COVID-19 has had a devastating impact on the world. Governments and businesses have been challenged as never before. Leaders are struggling to not only manage the immediate, but also the long-term impact for their businesses. The crisis has dramatically exposed many businesses for their lack of any kind of organisational resilience. As customer demand evaporated, Zombie companies saddled with enormous layers of debt and a lack of cash reserves expired almost overnight. A survey by the UK Office of National Statistics (ONS) reported that over 50% of UK businesses only had enough cash to last six months! Consequently, the challenge of developing organisation resilience and sustainability is now top of the leadership agenda. One important question linked to this challenge is, what role will HR play in shaping the new world of business and work?
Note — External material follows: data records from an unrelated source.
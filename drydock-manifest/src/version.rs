//! Semantic versions and the registry tag convention.

use std::fmt;
use std::str::FromStr;

use serde::{Deserialize, Serialize};

use crate::error::{ManifestError, ManifestResult};

/// Prefix used for registry tags naming a version (`v1.2.3`).
pub const TAG_PREFIX: &str = "v";

/// A semantic version identifying one migration artifact.
///
/// Ordering follows semver precedence: numeric major/minor/patch, then
/// prerelease comparison (a version without a prerelease is greater than
/// one with, for an equal major.minor.patch triple). Once an artifact
/// naming a version has been pushed, the version is immutable.
#[derive(Debug, Clone, PartialEq, Eq, PartialOrd, Ord, Hash, Serialize, Deserialize)]
#[serde(transparent)]
pub struct Version(semver::Version);

impl Version {
    /// Parse a version from a bare semver string like `1.2.3` or
    /// `1.0.0-beta.1+build.5`.
    pub fn parse(input: &str) -> ManifestResult<Self> {
        semver::Version::parse(input)
            .map(Self)
            .map_err(|e| ManifestError::invalid_version(input, e))
    }

    /// Parse a registry tag of the form `v{semver}`.
    pub fn parse_tag(tag: &str) -> ManifestResult<Self> {
        let bare = tag
            .strip_prefix(TAG_PREFIX)
            .ok_or_else(|| ManifestError::InvalidTag(tag.to_string()))?;
        Self::parse(bare).map_err(|_| ManifestError::InvalidTag(tag.to_string()))
    }

    /// Render this version as a registry tag (`v1.2.3`).
    pub fn tag(&self) -> String {
        format!("{TAG_PREFIX}{}", self.0)
    }

    /// Access the underlying semver version.
    pub fn inner(&self) -> &semver::Version {
        &self.0
    }
}

impl fmt::Display for Version {
    fn fmt(&self, f: &mut fmt::Formatter<'_>) -> fmt::Result {
        self.0.fmt(f)
    }
}

impl FromStr for Version {
    type Err = ManifestError;

    fn from_str(s: &str) -> Result<Self, Self::Err> {
        Self::parse(s)
    }
}

impl From<semver::Version> for Version {
    fn from(v: semver::Version) -> Self {
        Self(v)
    }
}

#[cfg(test)]
mod tests {
    use super::*;

    #[test]
    fn test_parse() {
        let v = Version::parse("1.2.3").unwrap();
        assert_eq!(v.to_string(), "1.2.3");
    }

    #[test]
    fn test_parse_invalid() {
        assert!(Version::parse("not-a-version").is_err());
        assert!(Version::parse("1.2").is_err());
    }

    #[test]
    fn test_ordering() {
        let parse = |s| Version::parse(s).unwrap();
        assert!(parse("1.0.0") < parse("1.0.1"));
        assert!(parse("1.0.1") < parse("1.1.0"));
        assert!(parse("1.1.0") < parse("2.0.0"));
        assert!(parse("1.0.0-beta.1") < parse("1.0.0"));
        assert_eq!(parse("1.0.0"), parse("1.0.0"));
    }

    #[test]
    fn test_tag_round_trip() {
        let v = Version::parse("1.0.0-rc.2").unwrap();
        assert_eq!(v.tag(), "v1.0.0-rc.2");
        assert_eq!(Version::parse_tag(&v.tag()).unwrap(), v);
    }

    #[test]
    fn test_parse_tag_invalid() {
        assert!(Version::parse_tag("1.0.0").is_err());
        assert!(Version::parse_tag("vlatest").is_err());
    }

    #[test]
    fn test_serde_as_string() {
        let v = Version::parse("1.2.3").unwrap();
        let json = serde_json::to_string(&v).unwrap();
        assert_eq!(json, "\"1.2.3\"");
        let back: Version = serde_json::from_str(&json).unwrap();
        assert_eq!(back, v);
    }
}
For a long time, the HR profession has struggled with a brand and identity issue. What is HR’s role? Is it strategic enough? How does it add value? Since the early 2000s, American academic and consultant Dave Ulrich championed a model that has influenced most of the world’s HR functions. By illustrating how effective people management strategies can result in increased shareholder value, Ulrich advocated a distinctive set of roles for the function. Whilst Ulrich’s business partner model was universally adopted, it is debatable whether it produced the desired outcome of putting HR at the centre of organisations. Some detractors have argued that Ulrich’s model made HR more difficult to do business with! Others have argued that it resulted in a de-skilling of the function, as traditional roles were deconstructed and outsourced.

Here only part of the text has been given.